Yes, it's all photos with various duration - 90 min total running time.
The export rendering setting is 1280x1024, but the photos are actually much larger - about 3000x2000. I need them larger for panning effects etc.

I'm using as well lot of transitions, opacity and blending more images together, while they are panning.
You're right, every frame needs to be resampled, but i'm trying to understand what is the slowest, most demanding time-wise to render - like the H.264 might be more demanding then other.

Provid:

The output settings i've used - this is what i read in the Premiere CS4 export settings before it's passed to the media encoder:


Format: Quicktime

1280x1024, 24fps, Lower, Quality 100
48000Hz, Stereo
H.264

Aspect D1/DV NTSC (0.9091) - i believe i've screwed here badly! It's 1.0 ration since it's all photos !!! - so was it that more demanding because it was reshaping every pixel ???

Set Bitrate - left default = unchecked, i don't know if the default is fixed or variable

Audio AAC codec 48000 stereo


------------------------------
Are there any tools within CS4 to render on multiple computers within a network ?
 
Reshaping and scaling.. yes.


I am quite positive that you cannot with Premiere, but After Effects will do distributed rendering without any extra third party tools...

Make sense. I've missed the pixel aspect ratio during the first run. I'll give it another go with a different codec and will report the time render difference.

I've After Effects CS4, but since i do not use for this project, could i still utilize it somehow to run the render through it to gain the advantage of multiple computers processing power ?
 
render video from still images Premiere CS4 vs. iMovie 09

I tried all i thought was wrong in Premiere, including the pixel aspect ratio. I've even tried to render in half resolution 640x512 - but still i was getting about 22 hours to render 90min of still into video!

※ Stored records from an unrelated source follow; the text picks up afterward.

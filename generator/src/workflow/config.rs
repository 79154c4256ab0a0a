use anyhow::Context;
use serde::{Deserialize, Serialize};
use sinelut::{LutConfig, ScaleFactor};
use std::fs;
use std::path::Path;

/// Table parameters as supplied on the command line or in a YAML file.
#[derive(Clone, Debug, Serialize, Deserialize, PartialEq)]
#[serde(default, deny_unknown_fields)]
pub struct GeneratorConfig {
    pub resolution: usize,
    pub clock_frequency_hz: f64,
    pub carrier_frequency_hz: f64,
    pub scale_numerator: u32,
    pub scale_denominator: u32,
}

impl Default for GeneratorConfig {
    fn default() -> Self {
        let scale = ScaleFactor::default();
        Self {
            resolution: 360,
            clock_frequency_hz: 100_000_000.0,
            carrier_frequency_hz: 1_000.0,
            scale_numerator: scale.numerator,
            scale_denominator: scale.denominator,
        }
    }
}

impl GeneratorConfig {
    pub fn load<P: AsRef<Path>>(path: P) -> anyhow::Result<Self> {
        let path_ref = path.as_ref();
        let contents = fs::read_to_string(path_ref)
            .with_context(|| format!("reading generator config {}", path_ref.display()))?;
        let config: GeneratorConfig = serde_yaml::from_str(&contents)
            .with_context(|| format!("parsing generator config {}", path_ref.display()))?;
        Ok(config)
    }

    pub fn from_args(
        resolution: usize,
        clock_frequency_hz: f64,
        carrier_frequency_hz: f64,
        scale_numerator: u32,
        scale_denominator: u32,
    ) -> Self {
        Self {
            resolution,
            clock_frequency_hz,
            carrier_frequency_hz,
            scale_numerator,
            scale_denominator,
        }
    }

    pub fn to_lut_config(&self) -> LutConfig {
        LutConfig::new(
            self.resolution,
            self.clock_frequency_hz,
            self.carrier_frequency_hz,
        )
        .with_scale(ScaleFactor::new(
            self.scale_numerator,
            self.scale_denominator,
        ))
    }
}

#[cfg(test)]
mod tests {
    use super::*;
    use std::io::Write;
    use tempfile::NamedTempFile;

    #[test]
    fn config_from_args_produces_lut_config() {
        let cfg = GeneratorConfig::from_args(256, 50_000_000.0, 10_000.0, 3, 4);
        let lut = cfg.to_lut_config();
        assert_eq!(lut.resolution, 256);
        assert_eq!(lut.scale, ScaleFactor::new(3, 4));
    }

    #[test]
    fn defaults_match_reference_instance() {
        let lut = GeneratorConfig::default().to_lut_config();
        assert_eq!(lut, LutConfig::new(360, 100_000_000.0, 1_000.0));
    }

    #[test]
    fn config_load_reads_yaml() {
        let mut temp = NamedTempFile::new().unwrap();
        temp.write_all(b"resolution: 512\ncarrier_frequency_hz: 2000\n")
            .unwrap();
        let path = temp.into_temp_path();
        let cfg = GeneratorConfig::load(&path).unwrap();
        assert_eq!(cfg.resolution, 512);
        assert_eq!(cfg.carrier_frequency_hz, 2_000.0);
        assert_eq!(cfg.clock_frequency_hz, 100_000_000.0);
        assert_eq!(cfg.scale_denominator, 100);
    }

    #[test]
    fn config_load_rejects_negative_resolution() {
        let mut temp = NamedTempFile::new().unwrap();
        temp.write_all(b"resolution: -4\n").unwrap();
        let path = temp.into_temp_path();
        let err = GeneratorConfig::load(&path).unwrap_err();
        assert!(format!("{:#}", err).contains("parsing generator config"));
    }

    #[test]
    fn config_load_rejects_unknown_keys() {
        let mut temp = NamedTempFile::new().unwrap();
        temp.write_all(b"resolution: 256\ncarrier_hz: 2000\n").unwrap();
        let path = temp.into_temp_path();
        let err = GeneratorConfig::load(&path).unwrap_err();
        assert!(format!("{:#}", err).contains("carrier_hz"));
    }
}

In the end i had to launch apple iMovie 09 and actually do the slideshow there. What an increase in speed! Exporting those images with Ken Burns effects and 1 minute of real footage = 1 minute of render (640x512 in H.264 on High quality) !!! :huh:

So WHY is this ? Why is it so insanely slow to render video from stills in Premiere CS4 ???
 
It has to do with the H.264 codec.. Premiere can render very quickly, but compressing to H.264 takes a good deal of time... Why it's so much faster with iMovie? I don't know, H.264 is notoriously slow to render on PC, so that may well have something to do with it.

The other thing is that iMovie is probably much better optimized for osx, as it's written and compiled in cocoa, rather than whatever framework Adobe is using. It's also very likely that iMovie is 64bit and/or multithreaded, which the Adobe media encoder may not be -- due to limitations with the programming framework they are using, imposed by Apple. That's why Photoshop cs4 isn't 64bit on the mac (but is on PC)
 
Cunsumer app iMovie beats pro Premiere CS4 rendering

You must have nailed the issue. But I'm not denying my dissapointment. Pro app cannot match iMovie? Lame from Adobe that the 64-bit is only for PC. How long does a render from stills take on Windows?
 
Lame from Adobe that the 64-bit is only for PC.
It's not Adobe's fault....Apple killed the 64bit version of the programming framework.

Apr. 3, 2008:
"Last June Apple decided to kill 64-bit Carbon, forcing all future 64-bit application development on the Mac to Cocoa. Adobe had originally planned to ship a 64-bit CS4 as a Carbon app and port to Cocoa for CS5, but now the 64-bit version will have to wait for the CS5 Cocoa build."